I will set the scene. Sherkin Island is one of the most southerly points in Ireland, an island approximately one mile off the west Cork coast. Three miles long and one wide, it has a beauty and a variety of landscapes. It epitomises all that is good about island living.
As the Minister is aware, Sherkin Island national school closed its doors for the last time at the end of the most recent school year. This saw the end of 124 years of primary education on the island. From the time that the island community was notified that the school was closing, it did its utmost to work with parents, the patron and the Government to ensure that the children on the island had continued access to education. Those children are now attending school on the mainland and, obviously, must use the ferry to get there.
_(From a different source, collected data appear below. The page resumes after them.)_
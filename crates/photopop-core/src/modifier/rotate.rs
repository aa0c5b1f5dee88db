//! Rotation about the surface center with canvas expansion.
//!
//! The output canvas is the axis-aligned bounding box of the rotated source
//! corners, so the rotated image is never clipped. Uncovered pixels are
//! transparent black.
//!
//! # Algorithm
//!
//! Corners are rotated with the negated angle and rounded to whole pixels:
//! ```text
//! x' = ox + (x - ox) * cos(-θ) + (y - oy) * sin(-θ)
//! y' = oy - (x - ox) * sin(-θ) + (y - oy) * cos(-θ)
//! ```
//! The source is then drawn translated to the new canvas center, rotated by
//! θ, and offset by `(-cx + max(-minX, 0), -cy + max(-minY, 0))`.
//!
//! Drawing uses inverse mapping: for each output pixel we undo the
//! translation and rotation to find the source position and interpolate.

use super::Modifier;
use crate::config::{keys, Configuration};
use crate::surface::{round_half_up, FilterType, Surface, BYTES_PER_PIXEL};

const MIN_ANGLE: f64 = -180.0;
const MAX_ANGLE: f64 = 180.0;

/// Bounding box of a rotated rectangle, in the source's pixel coordinates.
#[derive(Debug, Clone, Copy, PartialEq, Eq)]
pub struct RotatedBounds {
    pub min_x: i64,
    pub max_x: i64,
    pub min_y: i64,
    pub max_y: i64,
}

impl RotatedBounds {
    pub fn width(&self) -> u32 {
        (self.max_x - self.min_x) as u32
    }

    pub fn height(&self) -> u32 {
        (self.max_y - self.min_y) as u32
    }
}

/// Rotate `(x, y)` about `(ox, oy)` by `angle` radians, rounding to whole
/// pixels.
fn rotate_coord(x: f64, y: f64, ox: f64, oy: f64, angle: f64) -> (i64, i64) {
    let (sin, cos) = angle.sin_cos();
    let rx = ox + (x - ox) * cos + (y - oy) * sin;
    let ry = oy - (x - ox) * sin + (y - oy) * cos;
    (round_half_up(rx) as i64, round_half_up(ry) as i64)
}

/// Compute the bounding box of a `width x height` rectangle rotated about
/// its center by `angle_degrees`.
///
/// # Example
///
/// ```
/// use photopop_core::rotated_bounds;
///
/// // 90-degree rotation swaps dimensions
/// let bounds = rotated_bounds(100, 50, 90.0);
/// assert_eq!((bounds.width(), bounds.height()), (50, 100));
/// ```
pub fn rotated_bounds(width: u32, height: u32, angle_degrees: f64) -> RotatedBounds {
    let angle = -angle_degrees.to_radians();
    let (w, h) = (width as f64, height as f64);
    let (ox, oy) = (w / 2.0, h / 2.0);

    let corners = [
        rotate_coord(0.0, h, ox, oy, angle),
        rotate_coord(w, h, ox, oy, angle),
        rotate_coord(0.0, 0.0, ox, oy, angle),
        rotate_coord(w, 0.0, ox, oy, angle),
    ];

    let mut bounds = RotatedBounds {
        min_x: i64::MAX,
        max_x: i64::MIN,
        min_y: i64::MAX,
        max_y: i64::MIN,
    };
    for (x, y) in corners {
        bounds.min_x = bounds.min_x.min(x);
        bounds.max_x = bounds.max_x.max(x);
        bounds.min_y = bounds.min_y.min(y);
        bounds.max_y = bounds.max_y.max(y);
    }
    bounds
}

/// Modifier that rotates the surface by `rotate` degrees (-180 to 180).
///
/// `rotate` values of exactly 0, -180 and 180 leave the surface untouched.
#[derive(Debug, Default)]
pub struct Rotate {
    filter: FilterType,
    scratch: Surface,
}

impl Rotate {
    /// Create a rotate modifier using bilinear interpolation.
    pub fn new() -> Self {
        Self::default()
    }

    /// Use a different interpolation filter.
    pub fn with_filter(mut self, filter: FilterType) -> Self {
        self.filter = filter;
        self
    }

    pub fn filter(&self) -> FilterType {
        self.filter
    }
}

impl Modifier for Rotate {
    fn set_default_conf(&self, conf: &mut Configuration) {
        conf.insert(keys::ROTATE, 0.0);
    }

    fn set_conf_value(&self, conf: &mut Configuration, key: &str, value: f64) {
        if key == keys::ROTATE {
            conf.insert_clamped(keys::ROTATE, value, MIN_ANGLE, MAX_ANGLE);
        }
    }

    fn test(&self, conf: &Configuration) -> bool {
        let angle = conf.value(keys::ROTATE);
        angle != 0.0 && angle > MIN_ANGLE && angle < MAX_ANGLE
    }

    fn modify<'a>(&'a mut self, source: &'a Surface, conf: &Configuration) -> &'a Surface {
        if !self.test(conf) {
            return source;
        }

        let degrees = conf.value(keys::ROTATE);
        let bounds = rotated_bounds(source.width(), source.height(), degrees);
        let (dst_w, dst_h) = (bounds.width(), bounds.height());
        self.scratch.reset(dst_w, dst_h);

        let cx = dst_w as f64 / 2.0;
        let cy = dst_h as f64 / 2.0;
        let x_offset = -cx + (-bounds.min_x as f64).max(0.0);
        let y_offset = -cy + (-bounds.min_y as f64).max(0.0);

        let (sin, cos) = degrees.to_radians().sin_cos();
        let filter = self.filter;
        let row_len = dst_w as usize * BYTES_PER_PIXEL;

        for (dst_y, row) in self
            .scratch
            .pixels_mut()
            .chunks_exact_mut(row_len.max(1))
            .enumerate()
        {
            for (dst_x, out) in row.chunks_exact_mut(BYTES_PER_PIXEL).enumerate() {
                // Pixel center relative to the canvas center
                let px = dst_x as f64 + 0.5 - cx;
                let py = dst_y as f64 + 0.5 - cy;

                // Undo the rotation, then the draw offset
                let src_x = px * cos + py * sin - x_offset;
                let src_y = -px * sin + py * cos - y_offset;

                // Sample grid is pixel centers
                let pixel = match filter {
                    FilterType::Nearest => sample_nearest(source, src_x - 0.5, src_y - 0.5),
                    FilterType::Bilinear => sample_bilinear(source, src_x - 0.5, src_y - 0.5),
                    FilterType::Lanczos3 => sample_lanczos3(source, src_x - 0.5, src_y - 0.5),
                };
                out.copy_from_slice(&pixel);
            }
        }

        &self.scratch
    }
}

/// Get a pixel as [f64; 4], transparent black outside the surface.
#[inline]
fn texel(image: &Surface, px: i64, py: i64) -> [f64; 4] {
    if px < 0 || py < 0 || px >= image.width() as i64 || py >= image.height() as i64 {
        return [0.0; 4];
    }
    let idx = (py as usize * image.width() as usize + px as usize) * BYTES_PER_PIXEL;
    let p = &image.pixels()[idx..idx + BYTES_PER_PIXEL];
    [p[0] as f64, p[1] as f64, p[2] as f64, p[3] as f64]
}

#[inline]
fn to_u8(v: [f64; 4]) -> [u8; 4] {
    v.map(|c| c.clamp(0.0, 255.0).round() as u8)
}

fn sample_nearest(image: &Surface, x: f64, y: f64) -> [u8; 4] {
    to_u8(texel(image, round_half_up(x) as i64, round_half_up(y) as i64))
}

/// Sample a pixel using bilinear interpolation.
///
/// Bilinear interpolation considers the 4 nearest pixels and weights
/// their contribution based on distance. Neighbors outside the surface
/// count as transparent black, which fades the edges.
fn sample_bilinear(image: &Surface, x: f64, y: f64) -> [u8; 4] {
    let x0f = x.floor();
    let y0f = y.floor();
    let fx = x - x0f;
    let fy = y - y0f;
    let (x0, y0) = (x0f as i64, y0f as i64);

    let p00 = texel(image, x0, y0);
    let p10 = texel(image, x0 + 1, y0);
    let p01 = texel(image, x0, y0 + 1);
    let p11 = texel(image, x0 + 1, y0 + 1);

    let mut result = [0.0f64; 4];
    for i in 0..4 {
        result[i] = p00[i] * (1.0 - fx) * (1.0 - fy)
            + p10[i] * fx * (1.0 - fy)
            + p01[i] * (1.0 - fx) * fy
            + p11[i] * fx * fy;
    }
    to_u8(result)
}

/// Sample a pixel using Lanczos3 interpolation.
///
/// Lanczos3 considers a 6x6 neighborhood of pixels. Near the edges it falls
/// back to bilinear.
fn sample_lanczos3(image: &Surface, x: f64, y: f64) -> [u8; 4] {
    let (w, h) = (image.width() as i64, image.height() as i64);

    if x < 2.0 || x >= (w - 3) as f64 || y < 2.0 || y >= (h - 3) as f64 {
        return sample_bilinear(image, x, y);
    }

    let x0 = x.floor() as i64;
    let y0 = y.floor() as i64;

    let mut sum = [0.0f64; 4];
    let mut weight_sum = 0.0;

    for ky in -2..=3 {
        for kx in -2..=3 {
            let px = x0 + kx;
            let py = y0 + ky;
            let weight = lanczos_weight(x - px as f64, 3.0) * lanczos_weight(y - py as f64, 3.0);
            let pixel = texel(image, px, py);
            for i in 0..4 {
                sum[i] += pixel[i] * weight;
            }
            weight_sum += weight;
        }
    }

    if weight_sum <= 0.0 {
        return [0; 4];
    }
    to_u8(sum.map(|s| s / weight_sum))
}

/// Lanczos kernel weight function.
///
/// ```text
/// L(x) = sinc(x) * sinc(x/a)  for |x| < a
/// L(x) = 0                     for |x| >= a
/// ```
fn lanczos_weight(x: f64, a: f64) -> f64 {
    if x.abs() < f64::EPSILON {
        return 1.0;
    }
    if x.abs() >= a {
        return 0.0;
    }

    let pi_x = std::f64::consts::PI * x;
    let pi_x_a = pi_x / a;
    (a * pi_x.sin() * pi_x_a.sin()) / (pi_x * pi_x)
}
The Department of Culture, Heritage and the Gaeltacht has provided an extra ferry to ensure that the children can get off the island in the morning. The residents are grateful for this. However, there is an urgent need for a chaperone on the ferry and to escort the children from the pier to the bus in Baltimore on the mainland.
The Department of Education and Skills stopped the grant aid for the school and left the island people with no provision to access education. The island community, working with the patron and the school, requested meetings with the Department and submitted a proposal to ensure continued access to education.
The Department of Education and Skills advises that ferry services operating from offshore islands do not come under the education transport scheme and while the island community has successfully negotiated a deal whereby the Department of Culture, Heritage and the Gaeltacht would subsidise an additional ferry for morning travel, it does not go far enough. At present, parents of children between the ages of four and 12 are operating a rota system to chaperone their children on the ferry and thereafter from the ferry to the bus on the mainland. This is a four-hour daily commute for parents wishing to educate their children by the only means open to them. It is unfair. They are working parents who cannot afford to take time off. In essence, this system is not sustainable in the long term. The Department of Education and Skills has a responsibility for the safety of these children. There is a social and community benefit to the State supporting these children to attend school on the mainland and still live on the island. I therefore call on the Minister to recognise this oversight and provide a chaperone in order that these children may access education as is their right, in line with their peers on the mainland. If we want to keep our island communities vibrant and sustainable, we need to allow young families to keep living on the island. It is time for a bit of common sense and long-term thinking when it comes to supporting our islands. Will the Minister please provide a chaperone for these children for the ferry?